Your objective: Every line below that holds the string "Option" must be copied.

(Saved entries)

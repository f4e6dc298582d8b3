//! Playback engine
//!
//! Owns the output graph, one playback slot per channel and one wait queue
//! per channel, and drives the scheduler's allocate/release lifecycle.
//!
//! **Locking:** scheduler, graph, slots and queues live behind a single
//! `std::sync::Mutex` that is never held across an `.await` and never held
//! while caller callbacks run. Allocation, queue insertion, release and
//! promotion are therefore atomic with respect to each other.
//!
//! **Item lifecycle:**
//! 1. `play` allocates a channel; the item either takes the free slot and is
//!    launched on its own task, or waits in the channel queue
//! 2. The task decodes the payload, renders it through the channel strip and
//!    starts it on the output (`on_start`)
//! 3. On completion or stop: `on_end`, resolve the ticket, release the channel,
//!    then promote waiting items onto idle channels

use super::graph::{render_voice, OutputGraph, StripSettings};
use super::item::{Payload, PlaybackItem, PlaybackOutcome, PlaybackRequest, PlaybackTicket};
use super::output::{AudioOutput, MeterSnapshot};
use super::queue::ChannelQueue;
use crate::audio::decode_payload;
use crate::config::{PreemptionMode, VoiceConfig};
use crate::error::{Error, Result};
use crate::scheduler::{AllocationRequest, ChannelScheduler, LoadBalanceStats};
use crate::state::SharedState;
use chrono::Utc;
use parlor_common::{Channel, ParticipantId, Priority, VoiceEvent};
use serde::Serialize;
use std::cmp::Reverse;
use std::collections::HashMap;
use std::sync::atomic::{AtomicBool, AtomicU64, Ordering};
use std::sync::{Arc, Mutex, MutexGuard, PoisonError};
use tokio_util::sync::CancellationToken;
use tracing::{debug, info, warn};
use uuid::Uuid;

/// Item currently holding a channel
struct ActiveSlot {
    item_id: Uuid,
    stop: CancellationToken,
}

/// Item cleared to start, launched once the lock is released
struct Launch {
    channel: Channel,
    item: PlaybackItem,
    stop: CancellationToken,
}

struct EngineState {
    scheduler: ChannelScheduler,
    graph: OutputGraph,
    slots: HashMap<Channel, ActiveSlot>,
    queues: HashMap<Channel, ChannelQueue>,
}

impl EngineState {
    fn reserve(&mut self, channel: Channel, item: PlaybackItem) -> Launch {
        let stop = CancellationToken::new();
        self.slots.insert(
            channel,
            ActiveSlot {
                item_id: item.id,
                stop: stop.clone(),
            },
        );
        Launch {
            channel,
            item,
            stop,
        }
    }

    /// Promote waiting items onto idle channels while the scheduler allows
    fn drain(&mut self) -> Vec<Launch> {
        let mut launches = Vec::new();

        // System channel ignores the participant ceiling
        if !self.slots.contains_key(&Channel::System) {
            let head = self.queues.get(&Channel::System).and_then(|q| q.head());
            if let Some(head) = head {
                if self
                    .scheduler
                    .promote(Channel::System, None, head.priority, !head.granted)
                {
                    if let Some(entry) = self.queues.get_mut(&Channel::System).and_then(|q| q.pop()) {
                        launches.push(self.reserve(Channel::System, entry.item));
                    }
                }
            }
        }

        // Participant channels: best waiting head first
        loop {
            let best = self
                .queues
                .iter()
                .filter(|(channel, _)| !channel.is_system() && !self.slots.contains_key(*channel))
                .filter_map(|(channel, queue)| queue.head().map(|head| (*channel, head)))
                .min_by_key(|(_, head)| (!head.granted, Reverse(head.priority), head.seq));

            let Some((channel, head)) = best else {
                break;
            };

            if !self
                .scheduler
                .promote(channel, head.participant_id, head.priority, !head.granted)
            {
                // Ceiling reached; nothing else can start either
                break;
            }

            match self.queues.get_mut(&channel).and_then(|q| q.pop()) {
                Some(entry) => launches.push(self.reserve(channel, entry.item)),
                None => break,
            }
        }

        launches
    }
}

/// Per-channel statistics
#[derive(Debug, Clone, Serialize)]
pub struct ChannelStats {
    pub channel: Channel,
    pub active: bool,
    pub active_item: Option<Uuid>,
    pub occupant: Option<ParticipantId>,
    pub priority: Priority,
    pub queued: usize,
    pub usage_count: u64,
    pub strip: Option<StripSettings>,
}

/// Engine statistics
#[derive(Debug, Clone, Serialize)]
pub struct EngineStats {
    pub enabled: bool,
    pub master_volume: f32,
    pub ceiling: usize,
    pub active_participants: usize,
    pub total_participants: usize,
    pub channels: Vec<ChannelStats>,
    pub load: LoadBalanceStats,
    pub meter: MeterSnapshot,
}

Reply to the exercise:
    pub active_item: Option<Uuid>,
    pub occupant: Option<ParticipantId>,
    pub strip: Option<StripSettings>,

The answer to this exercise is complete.